Click to See Complete Forum and Search --> : Convenience- 2 Hard Drives vs. Dual Boot?


Penguin123
08-13-2001, 09:16 AM
I have done a Windoze/RH6.2 dual boot a few months back only to mess up my computer eventually due to being overly curious and had to reinstall Windows and delete Linux. Just 2 days ago, I decided jump back on the Linux train and give Red Hat 7.1 a go.

I am pondering this question. Should I just buy another hard drive? I remember when I booted up in with the dual-boot method, how it was so convenient to choose between the two OSes. I want that same or similiar convenience but want the safety and security of just having each OS on their very own hard drive so I can safely experiment and make mistakes with learning Linux without messing up Windows. Just to clarify, I am talking about buying two hard drives and putting one OS on each.
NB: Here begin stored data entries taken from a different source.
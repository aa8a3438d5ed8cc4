//! Converters from environment text to typed values, and the registry that
//! maps a target type to its converter.

use std::collections::HashMap;
use std::convert::Infallible;
use std::fmt;
use std::hash::{Hash, Hasher};
use std::sync::Arc;

use serde::de::DeserializeOwned;

use crate::annotations::TypeExpr;
use crate::error::{ConversionError, EnvError};
use crate::value::{EnvType, Value};

type ConvertFn = dyn Fn(&str) -> Result<Value, ConversionError> + Send + Sync;

/// A function turning environment text into a value of a known target type.
#[derive(Clone)]
pub struct Converter {
    target: TypeExpr,
    func: Arc<ConvertFn>,
}

impl Converter {
    /// Wrap a typed conversion function. The target type is taken from the
    /// function's return type.
    ///
    /// ```rust
    /// use typedenv::{Converter, TypeExpr};
    ///
    /// fn int_list(value: &str) -> Result<Vec<i64>, std::num::ParseIntError> {
    ///     value.split(',').map(|x| x.trim().parse()).collect()
    /// }
    ///
    /// let converter = Converter::new(int_list);
    /// assert_eq!(converter.target(), &TypeExpr::list(TypeExpr::Integer));
    /// ```
    pub fn new<T, E, F>(func: F) -> Self
    where
        T: EnvType + 'static,
        E: fmt::Display + 'static,
        F: Fn(&str) -> Result<T, E> + Send + Sync + 'static,
    {
        Self {
            target: T::type_expr(),
            func: Arc::new(move |raw: &str| {
                func(raw)
                    .map(T::into_value)
                    .map_err(ConversionError::new)
            }),
        }
    }

    /// Wrap a conversion function that cannot fail.
    pub fn infallible<T, F>(func: F) -> Self
    where
        T: EnvType + 'static,
        F: Fn(&str) -> T + Send + Sync + 'static,
    {
        Self::new(move |raw: &str| Ok::<T, Infallible>(func(raw)))
    }

    /// Wrap an untyped function producing values of `target`.
    ///
    /// Useful for targets with no Rust counterpart, such as a converter that
    /// discriminates `text | integer`.
    pub fn with_target<E, F>(target: TypeExpr, func: F) -> Self
    where
        E: fmt::Display + 'static,
        F: Fn(&str) -> Result<Value, E> + Send + Sync + 'static,
    {
        Self {
            target,
            func: Arc::new(move |raw: &str| func(raw).map_err(ConversionError::new)),
        }
    }

    /// Decode the environment text as JSON into `T`.
    pub fn json<T>() -> Self
    where
        T: EnvType + DeserializeOwned + 'static,
    {
        Self::new(|raw: &str| serde_json::from_str::<T>(raw))
    }

    pub fn target(&self) -> &TypeExpr {
        &self.target
    }

    pub fn convert(&self, raw: &str) -> Result<Value, ConversionError> {
        (self.func)(raw)
    }
}

impl fmt::Debug for Converter {
    fn fmt(&self, f: &mut fmt::Formatter<'_>) -> fmt::Result {
        f.debug_struct("Converter")
            .field("target", &self.target)
            .finish_non_exhaustive()
    }
}

impl PartialEq for Converter {
    fn eq(&self, other: &Self) -> bool {
        self.target == other.target && Arc::ptr_eq(&self.func, &other.func)
    }
}

impl Eq for Converter {}

impl Hash for Converter {
    fn hash<H: Hasher>(&self, state: &mut H) {
        self.target.hash(state);
    }
}

/// Parse a boolean from `true`/`1` or `false`/`0`, ignoring case.
pub fn cast_to_bool(value: &str) -> Result<bool, ConversionError> {
    match value.to_lowercase().as_str() {
        "true" | "1" => Ok(true),
        "false" | "0" => Ok(false),
        _ => Err(ConversionError::new(format!(
            "Unsupported boolean value: {value}"
        ))),
    }
}

fn cast_to_integer(value: &str) -> Result<i64, ConversionError> {
    value
        .trim()
        .parse::<i64>()
        .map_err(|e| ConversionError::new(format!("invalid integer {value:?}: {e}")))
}

fn cast_to_float(value: &str) -> Result<f64, ConversionError> {
    value
        .trim()
        .parse::<f64>()
        .map_err(|e| ConversionError::new(format!("invalid float {value:?}: {e}")))
}

/// Map from target type to converter. At most one converter per type; a later
/// registration replaces the earlier one.
#[derive(Debug, Clone, Default)]
pub struct ConverterRegistry {
    converters: HashMap<TypeExpr, Converter>,
}

impl ConverterRegistry {
    /// An empty registry.
    pub fn new() -> Self {
        Self::default()
    }

    /// A registry seeded with the text, integer, float and boolean converters.
    pub fn with_builtins() -> Self {
        let mut registry = Self::new();
        registry.seed_builtins();
        registry
    }

    pub fn seed_builtins(&mut self) {
        self.set_converter(Converter::infallible(|value: &str| value.to_string()));
        self.set_converter(Converter::new(cast_to_integer));
        self.set_converter(Converter::new(cast_to_float));
        self.set_converter(Converter::new(cast_to_bool));
    }

    /// Register `converter` for its target type, replacing any previous one.
    pub fn set_converter(&mut self, converter: Converter) {
        self.converters.insert(converter.target().clone(), converter);
    }

    pub fn get_converter(&self, target: &TypeExpr) -> Result<&Converter, EnvError> {
        self.converters
            .get(target)
            .ok_or_else(|| EnvError::NoConverter {
                type_name: target.to_string(),
            })
    }

    pub fn can_convert(&self, target: &TypeExpr) -> bool {
        self.converters.contains_key(target)
    }

    pub fn clear_converters(&mut self) {
        self.converters.clear();
    }

    pub fn len(&self) -> usize {
        self.converters.len()
    }

    pub fn is_empty(&self) -> bool {
        self.converters.is_empty()
    }
}

#[cfg(test)]
mod tests {
    use super::*;

    #[test]
    fn test_cast_to_bool_true() {
        for input in ["true", "1", "TRUE", "True"] {
            assert_eq!(cast_to_bool(input), Ok(true), "{input}");
        }
    }

    #[test]
    fn test_cast_to_bool_false() {
        for input in ["false", "0", "FALSE", "False"] {
            assert_eq!(cast_to_bool(input), Ok(false), "{input}");
        }
    }

    #[test]
    fn test_cast_to_bool_rejects_other_tokens() {
        for input in ["yes", "no", "", " true", "2"] {
            assert!(cast_to_bool(input).is_err(), "{input:?}");
        }
    }

    #[test]
    fn test_builtins() {
        let registry = ConverterRegistry::with_builtins();
        assert_eq!(registry.len(), 4);

        let int = registry.get_converter(&TypeExpr::Integer).unwrap();
        assert_eq!(int.convert("4"), Ok(Value::Integer(4)));
        assert!(int.convert("four").is_err());

        let float = registry.get_converter(&TypeExpr::Float).unwrap();
        assert_eq!(float.convert("1.5"), Ok(Value::Float(1.5)));
        assert!(float.convert("string that cannot be cast").is_err());

        let text = registry.get_converter(&TypeExpr::Text).unwrap();
        assert_eq!(text.convert("sqlite://"), Ok(Value::from("sqlite://")));

        let boolean = registry.get_converter(&TypeExpr::Boolean).unwrap();
        assert_eq!(boolean.convert("0"), Ok(Value::Boolean(false)));
    }

    #[test]
    fn test_lookup_of_unregistered_type_fails() {
        let registry = ConverterRegistry::with_builtins();
        let target = TypeExpr::list(TypeExpr::Text);
        assert!(!registry.can_convert(&target));
        assert!(matches!(
            registry.get_converter(&target),
            Err(EnvError::NoConverter { .. })
        ));
    }

    #[test]
    fn test_set_converter_overwrites() {
        let mut registry = ConverterRegistry::with_builtins();
        registry.set_converter(Converter::infallible(|v: &str| v.to_lowercase()));

        let text = registry.get_converter(&TypeExpr::Text).unwrap();
        assert_eq!(text.convert("LOWER"), Ok(Value::from("lower")));
        assert_eq!(registry.len(), 4);
    }

    #[test]
    fn test_clear_converters() {
        let mut registry = ConverterRegistry::with_builtins();
        registry.clear_converters();
        assert!(registry.is_empty());
        assert!(!registry.can_convert(&TypeExpr::Text));

        registry.seed_builtins();
        assert!(registry.can_convert(&TypeExpr::Text));
    }

    #[test]
    fn test_json_converter() {
        let converter = Converter::json::<HashMap<String, String>>();
        assert_eq!(
            converter.target(),
            &TypeExpr::dict(TypeExpr::Text, TypeExpr::Text)
        );

        let value = converter.convert(r#"{"config1": "value1"}"#).unwrap();
        assert_eq!(
            HashMap::<String, String>::from_value(&value).unwrap()["config1"],
            "value1"
        );
        assert!(converter.convert("not json").is_err());
    }

    #[test]
    fn test_with_target_union() {
        let target = TypeExpr::union([TypeExpr::Text, TypeExpr::Integer]);
        let converter = Converter::with_target(target.clone(), |raw: &str| {
            Ok::<_, Infallible>(match raw.parse::<i64>() {
                Ok(n) => Value::Integer(n),
                Err(_) => Value::from(raw),
            })
        });
        assert_eq!(converter.target(), &target);
        assert_eq!(converter.convert("7"), Ok(Value::Integer(7)));
        assert_eq!(converter.convert("seven"), Ok(Value::from("seven")));
    }

    #[test]
    fn test_converter_equality_is_identity() {
        let a = Converter::infallible(|v: &str| v.to_string());
        let b = Converter::infallible(|v: &str| v.to_string());
        assert_eq!(a, a.clone());
        assert_ne!(a, b);
    }
}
Let's say that the Windows Hard Drive is the Master and the Linux hard drive is the slave. Every time upon booting must I continually go into the BIOS to choose the Linux SLAVE, as my MASTER so that it boots up the Linux hard drive? How can one make it convenient like dual-booting, to choose between OSes?

Penguin123
08-13-2001, 09:21 AM
Oh, and I have done the appropriate thing before asking-look. I searched the forums and Google and no comparison between dual-boot and 2 hard drive setup could I find. *shrug* Hence, me asking here. Thanks in advance for your help :)

Helical Cynic
08-13-2001, 09:35 AM
You can use LILO or GRUB (almost certainly one or the other will be installed with your distro) to dual-boot from 2 partitions or 2 drives. You don't necessarily need 2 drives t o check out Linux without hosing Windows. Keep the following stuff on hand and you should be fine:

Working Windows98 boot floppy
Working Linux boot floppy

These will let you restore stuff and get back into your system when you have a little too much fun with settings. As far as keeping the two separate goes, install one or the other (most ppl say Windows first), but partition your disk (search for this in the forums for more info) so that you've got whatever space you want/need for each OS. Then install Linux, and set up LILO so that the Windows partition is an option on startup. (man lilo.conf for more info) No need to use BIOS settings at all. One note: you'll need to install LILO to the MBR if you want to use it as your bootloader, or to the root Linux partition if you're using BootMagic/System Commander/NT Bootloader/something else.

Hope this helps!


One other thing:
To really prevent Linux from messing up Windows stuff (like writing stuff to the Windows partition...) do this in fstab:

/dev/*your windows partition* /mnt/*where you mount it* vfat defaults,ro 0 0

the ro after defaults tells mount to only mount the partition read-only. That way you can still read your files from the win part, but you won't mess them up.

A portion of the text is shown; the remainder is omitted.